As it turned out, just as I hit the church, the rain started coming down so I took shelter under the church awning to wait it out. The radar showed some intense cells all around me but nothing sustained, and in fact the rain was just about over in 15 minutes. However, all around me I could still here thunder and see dark ominous clouds. But I was only about 47 km from Bancroft at this point and was ready to finish and cool off in some A/C.

The rest of the ride – mostly along highway 28 – was uneventful weather-wise. Traffic picked up again along this road but most of the cars and trucks gave me lots of space… good thing too as there were no paved shoulders and the sides of the road were crumbling in many places. I stopped at the store in McArthur’s Mills for more fluids around the 180km mark and kept going.
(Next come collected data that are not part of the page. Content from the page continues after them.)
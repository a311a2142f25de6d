pub mod client;
pub mod config;
pub mod envelope;
pub mod error;
pub mod reply;
pub mod session;
pub mod widget;

pub use client::{DisplayableReply, ExchangeError, MessageExchange, ReplyKind, WebhookClient};
pub use config::{AppearanceConfig, BubblePosition, Profile, WidgetConfig};
pub use envelope::MessageEnvelope;
pub use error::ChatBubbleError;
pub use reply::{ReplyParser, ReplyStrategy};
pub use session::{
    CookieJarStore, LocalStore, MemoryStore, SessionIdentity, SessionStore, StorageError,
};
pub use widget::{ChatWidget, Role, TranscriptEntry};
//! Reply normalization — turns whatever the webhook returned into display text
//!
//! The webhook's response contract is not guaranteed, so the body runs
//! through an ordered chain of `ReplyStrategy` implementations; the first one
//! that yields text wins:
//! 1. **PrimaryField** — `{"response": "..."}`
//! 2. **AlternateFields** — `message`, `text`, `content`, `reply`, `answer`, `result`
//! 3. **StructuredDump** — pretty-printed, truncated JSON for any other object/array
//!
//! Bodies that are not JSON at all are shown as (truncated) raw text. When
//! nothing matches, a generic acknowledgment is shown.

use serde_json::Value;

/// Character limit for raw-text and JSON-dump replies
pub const TRUNCATE_AT: usize = 500;

/// Field names tried, in order, after `response`
pub const ALTERNATE_FIELDS: [&str; 6] = ["message", "text", "content", "reply", "answer", "result"];

pub const ACKNOWLEDGMENT: &str = "Message received.";

/// Cut `text` to `limit` characters, appending `...` when anything was dropped.
pub fn truncate(text: &str, limit: usize) -> String {
    if text.chars().count() <= limit {
        return text.to_string();
    }
    let mut out: String = text.chars().take(limit).collect();
    out.push_str("...");
    out
}

fn non_empty_str<'a>(value: &'a Value, field: &str) -> Option<&'a str> {
    value
        .get(field)
        .and_then(Value::as_str)
        .filter(|s| !s.is_empty())
}

// ============================================================================
// ReplyStrategy trait
// ============================================================================

/// One link in the extraction chain.
pub trait ReplyStrategy: Send + Sync {
    /// Strategy name for logging.
    fn name(&self) -> &str;

    fn extract(&self, value: &Value) -> Option<String>;
}

/// The `response` string field.
pub struct PrimaryField;

impl ReplyStrategy for PrimaryField {
    fn name(&self) -> &str {
        "response"
    }

    fn extract(&self, value: &Value) -> Option<String> {
        non_empty_str(value, "response").map(str::to_string)
    }
}

/// First string-typed match among a fixed list of field names.
pub struct AlternateFields {
    fields: Vec<String>,
}

impl AlternateFields {
    pub fn new(fields: &[&str]) -> Self {
        Self {
            fields: fields.iter().map(|f| f.to_string()).collect(),
        }
    }
}

impl Default for AlternateFields {
    fn default() -> Self {
        Self::new(&ALTERNATE_FIELDS)
    }
}

impl ReplyStrategy for AlternateFields {
    fn name(&self) -> &str {
        "alternate_fields"
    }

    fn extract(&self, value: &Value) -> Option<String> {
        self.fields
            .iter()
            .find_map(|f| non_empty_str(value, f))
            .map(str::to_string)
    }
}

/// Pretty-printed JSON for objects and arrays nothing else could read.
pub struct StructuredDump {
    limit: usize,
}

impl StructuredDump {
    pub fn new(limit: usize) -> Self {
        Self { limit }
    }
}

impl ReplyStrategy for StructuredDump {
    fn name(&self) -> &str {
        "structured_dump"
    }

    fn extract(&self, value: &Value) -> Option<String> {
        if !(value.is_object() || value.is_array()) {
            return None;
        }
        serde_json::to_string_pretty(value)
            .ok()
            .map(|s| truncate(&s, self.limit))
    }
}

// ============================================================================
// ReplyParser
// ============================================================================

pub struct ReplyParser {
    strategies: Vec<Box<dyn ReplyStrategy>>,
    raw_limit: usize,
}

impl Default for ReplyParser {
    fn default() -> Self {
        Self::new(vec![
            Box::new(PrimaryField),
            Box::new(AlternateFields::default()),
            Box::new(StructuredDump::new(TRUNCATE_AT)),
        ])
    }
}

impl ReplyParser {
    pub fn new(strategies: Vec<Box<dyn ReplyStrategy>>) -> Self {
        Self {
            strategies,
            raw_limit: TRUNCATE_AT,
        }
    }

    /// Interpret a successful response body.
    pub fn interpret_body(&self, body: &str) -> String {
        match serde_json::from_str::<Value>(body) {
            Ok(value) => self.interpret_value(&value),
            Err(e) => {
                tracing::debug!(error = %e, "Reply is not JSON, showing raw text");
                if body.trim().is_empty() {
                    ACKNOWLEDGMENT.to_string()
                } else {
                    truncate(body, self.raw_limit)
                }
            }
        }
    }

    pub fn interpret_value(&self, value: &Value) -> String {
        for strategy in &self.strategies {
            if let Some(text) = strategy.extract(value) {
                tracing::debug!(strategy = strategy.name(), "Extracted reply text");
                return text;
            }
        }
        ACKNOWLEDGMENT.to_string()
    }
}
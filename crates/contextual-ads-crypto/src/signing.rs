//! ECDSA P-256 signing and verification primitives.
//!
//! Signatures are SHA-256 digests signed with P-256 and encoded as ASN.1 DER
//! (`SEQUENCE { r INTEGER, s INTEGER }`), the form auction servers verify.
//! Keys travel as PKCS#8 (private) and SubjectPublicKeyInfo (public) DER.

use ecdsa::signature::{Signer, Verifier};
use p256::ecdsa::{Signature, SigningKey, VerifyingKey};
use p256::pkcs8::{DecodePrivateKey, DecodePublicKey, EncodePublicKey};
use serde_json::Value;

use crate::base64::{base64_decode, base64_encode, base64url_encode};
use crate::error::CryptoError;

/// Sign a message with ECDSA P-256 + SHA-256.
///
/// Nonces are derived per RFC 6979, so the same key and message always
/// produce the same signature.
///
/// # Returns
/// DER-encoded signature (at most 72 bytes)
pub fn sign_der(private_key: &SigningKey, message: &[u8]) -> Result<Vec<u8>, CryptoError> {
    let signature: Signature = private_key
        .try_sign(message)
        .map_err(|e| CryptoError::SigningFailed(e.to_string()))?;
    Ok(signature.to_der().as_bytes().to_vec())
}

/// Verify a DER-encoded ECDSA P-256 + SHA-256 signature.
///
/// # Returns
/// true if valid, false otherwise (never errors on invalid signature)
pub fn verify_der(public_key: &VerifyingKey, message: &[u8], signature_der: &[u8]) -> bool {
    match Signature::from_der(signature_der) {
        Ok(signature) => public_key.verify(message, &signature).is_ok(),
        Err(_) => false,
    }
}

/// Import a P-256 private key from PKCS#8 DER.
pub fn import_signing_key_pkcs8_der(der: &[u8]) -> Result<SigningKey, CryptoError> {
    SigningKey::from_pkcs8_der(der).map_err(|e| CryptoError::InvalidPrivateKey(e.to_string()))
}

/// Import a P-256 public key from SubjectPublicKeyInfo DER.
pub fn import_verifying_key_spki_der(der: &[u8]) -> Result<VerifyingKey, CryptoError> {
    VerifyingKey::from_public_key_der(der)
        .map_err(|e| CryptoError::InvalidPublicKey(e.to_string()))
}

/// Import a P-256 public key from base64 SubjectPublicKeyInfo DER.
pub fn import_verifying_key_spki_base64(spki_b64: &str) -> Result<VerifyingKey, CryptoError> {
    let der = base64_decode(spki_b64).map_err(|e| CryptoError::Base64Decode(e.to_string()))?;
    import_verifying_key_spki_der(&der)
}

/// Export a P-256 public key as base64 SubjectPublicKeyInfo DER.
pub fn export_verifying_key_spki_base64(key: &VerifyingKey) -> Result<String, CryptoError> {
    let document = key
        .to_public_key_der()
        .map_err(|e| CryptoError::KeyEncoding(e.to_string()))?;
    Ok(base64_encode(document.as_bytes()))
}

/// Export a P-256 public key to JWK format.
pub fn export_public_key_jwk(key: &VerifyingKey) -> Result<Value, CryptoError> {
    let point = key.to_encoded_point(false);
    let (x, y) = match (point.x(), point.y()) {
        (Some(x), Some(y)) => (base64url_encode(x), base64url_encode(y)),
        _ => {
            return Err(CryptoError::KeyEncoding(
                "uncompressed point without coordinates".to_string(),
            ))
        }
    };

    Ok(serde_json::json!({
        "kty": "EC",
        "crv": "P-256",
        "x": x,
        "y": y,
    }))
}

/// Generate a new P-256 signing key pair.
pub fn generate_p256_keypair() -> SigningKey {
    SigningKey::random(&mut p256::elliptic_curve::rand_core::OsRng)
}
There were more hills on this road too, some of them challenging, but the last km or so is a nice downhill into the town of Bancroft. The town was preparing for the annual Gemboree and there was a lot of activity with signage and such so I could imagine the crowds coming in on the weekend.

I finished the ride in just over 11 hours and was happy to have ridden several of the GA 1200 hills. Before heading back to Ottawa, I changed and cleaned up in the McDonald’s, satisfied my hunger with a mighty Angus burger, and got more fluids for the drive home.

All in all, despite the traffic on 28, this is now my new favourite 200 route. Very scenic, great roads, challenging climbs… it’s all there.